Developing 3 D self-assembled nanoarchitectures with well-defined crystal structures is an effective strategy to enhance the electrochemical performances of electrode materials. (1 1 0)-oriented and bridged-nanoblocks self-assembled VS4 microspheres are controllably synthesized by a facile one-step hydrothermal method. The (1 1 0)-bridged structure sets up open pathways for Na+ diffusion among nanoblocks, and the (1 1 0)-oriented structure provides unobstructed pathways for Na+ diffusion in the nanoblocks, which collectively constructs multidimensional Na+ transfer channels in the VS4 microspheres, promoting the electrochemical kinetics.

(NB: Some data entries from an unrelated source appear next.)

use crate::capture::{CaptureTimer, Config, Edge};
use crate::session::Session;
use embedded_hal::blocking::delay::DelayUs;
use embedded_hal::digital::v2::OutputPin;
use embedded_time::duration::Microseconds;
/// Driver for the HC-SR04 ultrasonic sensor.

/// Time after triggering beyond which the measurement is considered to
/// have timed out.
///
/// The HC-SR04 datasheet suggests a timeout of 60 milliseconds.
pub const TIMEOUT: Microseconds = Microseconds(60_000);

/// Width of the trigger pulse.
///
/// The sensor requires at least 10 us; the extra margin covers jitter
/// in the delay implementation.
pub const TRIGGER_WIDTH: Microseconds = Microseconds(12);

/// Interval between polls of the capture state while waiting for the
/// echo to be timed.
pub const POLL_INTERVAL: Microseconds = Microseconds(10);

/// Capture ticks per centimeter of target distance.
///
/// The echo pulse lasts for the round trip of the sound burst. At a
/// tick rate of 1 MHz and a speed of sound of ~343 m/s, sound covers
/// one centimeter of target distance (two centimeters of travel) in
/// 58 ticks.
pub const TICKS_PER_CM: u16 = 58;

/// Prescale divisor applied to the capture backend's input clock.
///
/// Chosen so that the counter ticks at 1 MHz from the usual 8 MHz
/// input clock, matching `TICKS_PER_CM`.
pub const PRESCALE: u16 = 8;

/// Errors that can be returned from the sensor.
#[derive(Debug, Copy, Clone, PartialEq, Eq)]
#[cfg_attr(feature = "defmt", derive(defmt::Format))]
pub enum Error {
    /// A measurement is already in progress.
    InProgress,
    /// Measurement timed out.
    Timeout,
}

/// Converts an echo pulse width in capture ticks to centimeters.
///
/// Integer division truncates: echoes shorter than one centimeter of
/// target distance read as zero.
pub fn distance_cm(ticks: u16) -> u16 {
    ticks / TICKS_PER_CM
}

/// Thread-context half of the driver.
///
/// Owns the trigger pin and performs the blocking measurement. The
/// matching [`EchoCapture`] half advances the shared [`Session`] from
/// the capture interrupt.
pub struct Sr04<'a, TRIG, DELAY> {
    /// Trigger pin.
    trig: TRIG,
    /// Delay used for the trigger pulse and for pacing the echo wait.
    delay: DELAY,
    /// Measurement shared with the capture interrupt.
    session: &'a Session,
}

/// Interrupt-context half of the driver.
///
/// Owns the capture timer. `on_edge` must be called from the capture
/// interrupt, once per detected edge.
pub struct EchoCapture<'a, CAP> {
    /// Capture timer peripheral.
    capture: CAP,
    /// Measurement shared with the polling thread.
    session: &'a Session,
}

impl<'a, TRIG, DELAY> Sr04<'a, TRIG, DELAY>
where
    TRIG: OutputPin,
    DELAY: DelayUs<u32>,
{
    /// Creates a driver pair sharing `session`.
    ///
    /// Parks the trigger pin low, applies the fixed capture
    /// configuration with the detector armed for the rising edge of
    /// the first echo, and clears any leftover session state.
    ///
    /// Binding the returned [`EchoCapture`] to the capture interrupt
    /// completes initialization; until then no echo can be timed.
    pub fn new<CAP>(
        session: &'a Session,
        mut trig: TRIG,
        delay: DELAY,
        mut capture: CAP,
    ) -> (Self, EchoCapture<'a, CAP>)
    where
        CAP: CaptureTimer,
    {
        trig.set_low().ok();
        capture.configure(Config {
            prescale: PRESCALE,
            edge: Edge::Rising,
        });
        session.clear();

        (
            Self {
                trig,
                delay,
                session,
            },
            EchoCapture { capture, session },
        )
    }

    /// Sends the trigger pulse to the sensor.
    ///
    /// Blocks for `TRIGGER_WIDTH`. Must not be called from interrupt
    /// context, as the underlying delay is not reentrant-safe there.
    pub fn trigger(&mut self) {
        self.trig.set_high().ok();
        self.delay.delay_us(TRIGGER_WIDTH.0);
        self.trig.set_low().ok();
    }

    /// Performs a complete distance measurement.
    ///
    /// Triggers the sensor and blocks until the capture interrupt has
    /// timed the echo pulse, then returns the target distance in
    /// centimeters, truncated toward zero.
    ///
    /// Returns `Error::InProgress` if the previous session has not
    /// been consumed, without touching the hardware. Returns
    /// `Error::Timeout` if no complete echo arrives within `TIMEOUT`;
    /// the partial session is left in place and must be dropped with
    /// [`EchoCapture::reset`] before the next measurement.
    pub fn read_distance(&mut self) -> Result<u16, Error> {
        if self.session.edges() != 0 {
            return Err(Error::InProgress);
        }

        self.trigger();

        let mut remaining = TIMEOUT.0 / POLL_INTERVAL.0;
        while self.session.edges() < 2 {
            if remaining == 0 {
                return Err(Error::Timeout);
            }
            self.delay.delay_us(POLL_INTERVAL.0);
            remaining -= 1;
        }

        Ok(distance_cm(self.session.consume()))
    }
}

impl<'a, CAP> EchoCapture<'a, CAP>
where
    CAP: CaptureTimer,
{
    /// Advances the measurement on an echo edge.
    ///
    /// The first edge of a session opens the pulse timing and re-arms
    /// the detector for the falling edge; the second records the pulse
    /// width and re-arms for the next session's rising edge. Does not
    /// block and performs no allocation.
    pub fn on_edge(&mut self) {
        match self.session.edges() {
            0 => {
                // Time origin for the pulse width is the rising edge.
                self.capture.clear();
                self.capture.set_edge(Edge::Falling);
                self.session.start();
            }
            1 => {
                let width = self.capture.count();
                self.capture.clear();
                self.capture.set_edge(Edge::Rising);
                self.session.finish(width);
            }
            // A completed session is consumed before the next trigger,
            // so an edge seen here belongs to no measurement.
            _ => {}
        }
    }

    /// Abandons the measurement in flight and re-arms for a new one.
    ///
    /// Recovery path after `Error::Timeout`. Call with the capture
    /// interrupt masked and the echo line idle; an edge delivered
    /// concurrently with the reset would corrupt the fresh session.
    pub fn reset(&mut self) {
        self.capture.clear();
        self.capture.set_edge(Edge::Rising);
        self.session.clear();
    }
}
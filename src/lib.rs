//! Driver core for the HC-SR04 ultrasonic ranging module.
//!
//! Distance is measured by timing the width of the sensor's echo pulse
//! with a hardware edge-capture timer rather than by polling the echo
//! pin. The driver is split into two halves sharing one [`Session`]:
//!
//! - [`Sr04`] runs in thread context. It emits the trigger pulse and
//!   blocks (with a timeout) until the echo has been timed.
//! - [`EchoCapture`] runs in interrupt context. It is invoked once per
//!   captured edge and walks the rising → falling sequence, re-arming
//!   the capture hardware as it goes.
//!
//! Pin and delay access goes through `embedded-hal` traits; the capture
//! hardware is abstracted by the [`CaptureTimer`] trait, implemented
//! outside this crate for the target's timer peripheral.
//!
//! ```ignore
//! static SESSION: Session = Session::new();
//!
//! let (mut sensor, capture) = Sr04::new(&SESSION, trig_pin, delay, timer);
//! // Bind `capture` to the capture interrupt, then:
//! match sensor.read_distance() {
//!     Ok(cm) => defmt::info!("distance: {} cm", cm),
//!     Err(e) => defmt::warn!("ranging failed: {}", e),
//! }
//! ```

#![no_std]

pub mod capture;
pub mod session;
pub mod sr04;

pub use capture::{CaptureTimer, Config, Edge};
pub use session::Session;
pub use sr04::{distance_cm, EchoCapture, Error, Sr04};
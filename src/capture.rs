/// Capability interface of the edge-capture hardware.
///
/// The hardware behind this trait owns a free-running tick counter and
/// an edge detector on the echo line. It notifies software of each
/// qualifying edge by raising the interrupt that the application binds
/// `EchoCapture` to; edges are not queued, so a handler that has not
/// returned by the next edge loses it.

/// Transition on the echo line.
#[derive(Debug, Copy, Clone, PartialEq, Eq)]
#[cfg_attr(feature = "defmt", derive(defmt::Format))]
pub enum Edge {
    /// Low to high.
    Rising,
    /// High to low.
    Falling,
}

/// Static capture configuration, applied once at startup.
#[derive(Debug, Copy, Clone, PartialEq, Eq)]
#[cfg_attr(feature = "defmt", derive(defmt::Format))]
pub struct Config {
    /// Divisor between the capture input clock and the tick counter.
    pub prescale: u16,
    /// Edge the detector starts armed for.
    pub edge: Edge,
}

/// A timer/counter peripheral with edge capture on the echo line.
pub trait CaptureTimer {
    /// Applies `config` and starts the counter from zero.
    fn configure(&mut self, config: Config);

    /// Selects which transition raises the next capture event.
    ///
    /// Takes effect before the next edge on the line.
    fn set_edge(&mut self, edge: Edge);

    /// Zeroes the free-running counter.
    fn clear(&mut self);

    /// Ticks accumulated since the counter was last zeroed.
    ///
    /// Wraps at the width of the hardware counter.
    fn count(&self) -> u16;
}
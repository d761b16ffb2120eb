// Copyright 2025 the Understory Authors
// SPDX-License-Identifier: Apache-2.0 OR MIT

//! Child slot addressing.

use crate::types::{Scalar, Vec3};

bitflags::bitflags! {
    /// One of the eight child regions of a node.
    ///
    /// Each set bit selects the positive half of its axis; the empty set is the
    /// all-negative octant. The raw bits double as the child slot index, so
    /// `POS_X` is bit 0, `POS_Y` bit 1 and `POS_Z` bit 2.
    #[derive(Clone, Copy, Debug, PartialEq, Eq, Hash, PartialOrd, Ord)]
    pub struct Octant: u8 {
        /// Positive half of the X axis.
        const POS_X = 0b001;
        /// Positive half of the Y axis.
        const POS_Y = 0b010;
        /// Positive half of the Z axis.
        const POS_Z = 0b100;
    }
}

impl Octant {
    /// All octants in ascending slot order.
    pub const ALL: [Self; 8] = [
        Self::from_bits_retain(0),
        Self::from_bits_retain(1),
        Self::from_bits_retain(2),
        Self::from_bits_retain(3),
        Self::from_bits_retain(4),
        Self::from_bits_retain(5),
        Self::from_bits_retain(6),
        Self::from_bits_retain(7),
    ];

    /// Slot index in `0..8`.
    #[inline]
    pub const fn index(self) -> usize {
        self.bits() as usize
    }

    /// The octant for a slot index, or `None` if `index >= 8`.
    #[inline]
    pub fn from_index(index: usize) -> Option<Self> {
        u8::try_from(index).ok().and_then(Self::from_bits)
    }

    /// Per-axis offset of the child center from the parent center, in units of
    /// the parent's half-size: `-0.5` for a negative half, `+0.5` for a positive one.
    #[inline]
    pub fn offset<T: Scalar>(self) -> Vec3<T> {
        let axis = |flag: Self| {
            if self.contains(flag) {
                T::half()
            } else {
                -T::half()
            }
        };
        Vec3::new(axis(Self::POS_X), axis(Self::POS_Y), axis(Self::POS_Z))
    }
}

#[cfg(test)]
mod tests {
    use super::Octant;
    use crate::types::Vec3;

    #[test]
    fn index_round_trip_and_bits() {
        for (i, o) in Octant::ALL.into_iter().enumerate() {
            assert_eq!(o.index(), i);
            assert_eq!(Octant::from_index(i), Some(o));
        }
        assert_eq!(Octant::from_index(8), None);
        assert_eq!(Octant::from_index(300), None);
        assert_eq!(Octant::ALL[7], Octant::all());
        assert_eq!(Octant::ALL[0], Octant::empty());
        assert_eq!((Octant::POS_Y | Octant::POS_Z).index(), 6);
    }

    #[test]
    fn offsets_follow_bit_per_axis() {
        assert_eq!(Octant::empty().offset::<f32>(), Vec3::splat(-0.5));
        assert_eq!(Octant::all().offset::<f32>(), Vec3::splat(0.5));
        assert_eq!(
            Octant::POS_X.offset::<f64>(),
            Vec3::new(0.5, -0.5, -0.5),
            "bit 0 selects +X"
        );
        assert_eq!(Octant::POS_Y.offset::<f64>(), Vec3::new(-0.5, 0.5, -0.5));
        assert_eq!(Octant::POS_Z.offset::<f64>(), Vec3::new(-0.5, -0.5, 0.5));
    }
}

As an anode for Na-ion batteries (SIBs), this material exhibits pseudocapacitive Na+ storage and excellent rate capability, delivering high capacities of 339 and 270 mAh g-1 at rates of 0.1 and 2.0 A g-1 , respectively, with a capacity retention of 79 % in the voltage window of 0.5-3.0 V. In particular, the reversible capacity reaches 575 mAh g-1 after 300 cycles even at 1.0 A g-1 in the voltage window of 0.05-3.0 V, outperforming those of the ever-reported VS4 -based anode materials. This work presents an effective strategy to the exploration and design of high-performance anodes for SIBs.